Novas Histórias do Tempo da Velha Escola (DCCCVIII)

Sobral de Cima, 4 de março de 2042

Nos idos de vinte, o fundamentalismo era uma enfermidade que afetava muitas seitas, igrejas, religiões. Mas aquele que mais me preocupava era o fundamentalismo… pedagógico.

Chegado ao Brasil, para mais um tempo de partilha de dúvidas e saberes, li uma matéria que espicaçou a minha curiosidade. Há já alguns anos, acompanhava uma polémica alimentada por adeptos do “método fónico” e do construtivismo. Não me envolvi na discussão, porque só valia a pena gastar o nosso tempo com assuntos sérios e porque sabia que o “melhor método” era coisa que não existia.

A matéria não constituía novidade, o conteúdo era mais do mesmo, mas não resisti a comentar alguns excertos. 

Escrevia o articulista que “a linha construtivista” era “predominante na maioria das escolas”. Ficar-lhe-ia eternamente grato, se me indicasse os nomes de algumas escolas que integrassem essa “maioria”. Não indicaram.

Tendo o escriba afirmado que “o método fónico” era “priorizado em vários países desenvolvidos”, pedi que me fosse dado conhecer, também, o elenco desses países “desenvolvidos”, com a indicação do número de escolas praticantes da dita “linha construtivista”, bem como dos países considerados “não desenvolvidos” onde a dita “linha” tinha sido adoptada. Não obtive resposta.

Assim como havia fiéis, que assumiam ser “não-praticantes” das suas religiões, parecia haver “construtivistas não-praticantes”, “fundamentalistas fónicos” e muita confusão. 

Li no mesmo artigo que “seria interessante iniciar um debate sobre alfabetização, tendo em vista os altos índices de repetência na primeira série”. Estaria a assistir à reedição de fúteis debates teoricistas? Estariam os adeptos do “método fónico” a confundir a árvore com a floresta, identificando recomendações com práticas efetivas? Partiriam do pressuposto de que o que estava escrito nos projetos da “maioria das escolas” correspondia às práticas de alfabetização que, efetivamente, na maioria das escolas tinham lugar? 

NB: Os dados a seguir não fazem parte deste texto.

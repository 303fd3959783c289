//! RabbitMQ management API client (queue depth readout for `/metrics`).

use std::time::Duration;

use serde::{Deserialize, Serialize};

use courier_domain::{DomainError, Result};

use super::topology::{DLQ_QUEUES, MAIN_QUEUES};

const REQUEST_TIMEOUT: Duration = Duration::from_secs(5);

/// Thin client over the management HTTP API.
#[derive(Clone)]
pub struct ManagementClient {
    base_url: String,
    username: String,
    password: String,
    client: reqwest::Client,
}

#[derive(Debug, Deserialize)]
struct QueueStats {
    #[serde(default)]
    messages: i64,
    #[serde(default)]
    messages_ready: i64,
    #[serde(default)]
    messages_unacknowledged: i64,
}

/// Depth snapshot of one queue.
#[derive(Debug, Clone, Serialize)]
pub struct QueueDepth {
    pub queue: String,
    pub depth: i64,
    pub ready: i64,
    pub unacked: i64,
}

impl ManagementClient {
    pub fn new(
        base_url: impl Into<String>,
        username: impl Into<String>,
        password: impl Into<String>,
    ) -> Self {
        Self {
            base_url: base_url.into(),
            username: username.into(),
            password: password.into(),
            client: reqwest::Client::builder()
                .timeout(REQUEST_TIMEOUT)
                .build()
                .unwrap_or_default(),
        }
    }

    async fn queue_stats(&self, vhost: &str, queue: &str) -> Result<QueueStats> {
        let vhost = if vhost == "/" { "%2F" } else { vhost };
        let url = format!("{}/api/queues/{}/{}", self.base_url, vhost, queue);

        let response = self
            .client
            .get(&url)
            .basic_auth(&self.username, Some(&self.password))
            .header("Accept", "application/json")
            .send()
            .await
            .map_err(|e| DomainError::infrastructure(format!("management api request: {e}")))?;

        if !response.status().is_success() {
            return Err(DomainError::infrastructure(format!(
                "management api: status {} for queue {queue}",
                response.status()
            )));
        }

        response
            .json::<QueueStats>()
            .await
            .map_err(|e| DomainError::infrastructure(format!("management api decode: {e}")))
    }

    /// Depths of the three main queues and their DLQs.
    ///
    /// A queue whose stats can't be fetched reports depth -1 rather than
    /// failing the whole readout.
    pub async fn queue_depths(&self) -> Vec<QueueDepth> {
        let queues = MAIN_QUEUES.iter().chain(DLQ_QUEUES.iter());

        let mut depths = Vec::new();
        for (queue, _) in queues {
            match self.queue_stats("/", queue).await {
                Ok(stats) => depths.push(QueueDepth {
                    queue: queue.to_string(),
                    depth: stats.messages,
                    ready: stats.messages_ready,
                    unacked: stats.messages_unacknowledged,
                }),
                Err(e) => {
                    tracing::warn!(queue, error = %e, "queue stats unavailable");
                    depths.push(QueueDepth {
                        queue: queue.to_string(),
                        depth: -1,
                        ready: 0,
                        unacked: 0,
                    });
                }
            }
        }
        depths
    }
}
use std::fmt;

use serde::{Deserialize, Serialize};

/// Correlation identifier carried through every request and response.
///
/// Either supplied by the caller via the `X-Correlation-ID` header or
/// generated as 8 random bytes rendered as hex.
#[derive(Debug, Clone, PartialEq, Eq, Hash, Serialize, Deserialize)]
pub struct CorrelationId(String);

impl CorrelationId {
    /// Generate a fresh 8-byte hex identifier.
    pub fn generate() -> Self {
        Self(format!("{:016x}", rand::random::<u64>()))
    }

    /// Wrap a caller-supplied identifier.
    pub fn from_value(value: impl Into<String>) -> Self {
        Self(value.into())
    }

    pub fn as_str(&self) -> &str {
        &self.0
    }
}

impl Default for CorrelationId {
    fn default() -> Self {
        Self::generate()
    }
}

impl fmt::Display for CorrelationId {
    fn fmt(&self, f: &mut fmt::Formatter<'_>) -> fmt::Result {
        write!(f, "{}", self.0)
    }
}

Quando a Covid se foi, instalou-se novo debate sobre o grave problema dos elevados índices de analfabetismo detectados… com os “especialistas” e os “fundamentalistas” habituais. 

Nesse idos de vinte, num ponto encontravam acordo: os déficits detectados na alfabetização das crianças se deveria, segundo eles, ao fato de as crianças terem estado dois anos afastadas da escola (leia-se: prédios das escolas). 

Grave equívoco, que impedia os “fundamentalistas” de compreender que não era essa a causa do insucesso. Se um ministério da educação, verdadeiramente, pretendesse encontrar caminhos para a erradicação do insucesso e da iliteracia, não poderia correr atrás de modas pedagógicas, de negacionismos, ou fundamentalismos. 

Sempre que me perguntavam qual era o “melhor método” de alfabetização, eu respondia que o melhor método era o método que melhor resultava, aquele que melhor se ajustava ao ritmo de aprendizagem de cada aluno, aos estilos de inteligência de cada aluno, ao repertório linguístico de cada aluno. 

Nos países ditos “desenvolvidos”, os níveis de insucesso eram assustadores e o “melhor método” era o “método único”. Isto é: na raiz da crise estava um projeto, como diria o Darcy. As escolas concebiam um projeto enfeitado de “inovações”. Mas, esse projeto escrito era contrariado pela prática. As escolas continuavam a reproduzir um modelo escolar e social gerador de insucesso. Era esse o projeto, que uma administração “fundamentalista” impunha às escolas.

O antídoto para fundamentalismos seria praticar Darcy.